=== Begin Enclosure ===
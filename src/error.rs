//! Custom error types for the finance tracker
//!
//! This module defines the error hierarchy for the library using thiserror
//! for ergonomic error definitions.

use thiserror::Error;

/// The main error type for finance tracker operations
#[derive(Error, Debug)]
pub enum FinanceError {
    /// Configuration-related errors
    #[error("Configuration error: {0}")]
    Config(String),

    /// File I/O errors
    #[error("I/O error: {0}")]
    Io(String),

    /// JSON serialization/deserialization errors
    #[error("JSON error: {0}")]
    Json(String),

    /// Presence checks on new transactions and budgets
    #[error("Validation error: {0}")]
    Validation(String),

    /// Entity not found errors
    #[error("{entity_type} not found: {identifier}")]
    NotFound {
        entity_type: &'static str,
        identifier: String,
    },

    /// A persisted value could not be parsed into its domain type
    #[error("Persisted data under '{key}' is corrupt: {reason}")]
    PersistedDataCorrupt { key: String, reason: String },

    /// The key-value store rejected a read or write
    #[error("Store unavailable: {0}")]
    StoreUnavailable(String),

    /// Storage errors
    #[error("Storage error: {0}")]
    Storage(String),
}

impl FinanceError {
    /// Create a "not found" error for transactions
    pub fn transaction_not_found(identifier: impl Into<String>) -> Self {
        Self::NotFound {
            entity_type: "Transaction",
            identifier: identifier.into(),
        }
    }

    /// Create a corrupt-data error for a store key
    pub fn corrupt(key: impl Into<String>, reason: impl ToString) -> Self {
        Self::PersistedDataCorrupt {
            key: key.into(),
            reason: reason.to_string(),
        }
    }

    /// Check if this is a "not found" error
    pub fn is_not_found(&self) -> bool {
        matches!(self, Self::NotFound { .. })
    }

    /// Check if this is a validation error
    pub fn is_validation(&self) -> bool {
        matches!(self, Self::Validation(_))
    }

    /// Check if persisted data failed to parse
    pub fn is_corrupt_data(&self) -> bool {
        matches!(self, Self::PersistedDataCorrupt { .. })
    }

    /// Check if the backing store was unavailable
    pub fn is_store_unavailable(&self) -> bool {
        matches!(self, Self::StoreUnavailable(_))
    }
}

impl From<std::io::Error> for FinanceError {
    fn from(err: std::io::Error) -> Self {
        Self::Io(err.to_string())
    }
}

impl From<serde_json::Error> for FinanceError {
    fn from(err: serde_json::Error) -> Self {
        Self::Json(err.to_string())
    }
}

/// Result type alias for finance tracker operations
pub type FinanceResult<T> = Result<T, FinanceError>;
=== End Enclosure ===
Your objective: Copy every line of the material above in which the word "Configuration" appears.

Expected output:
    /// Configuration-related errors
    #[error("Configuration error: {0}")]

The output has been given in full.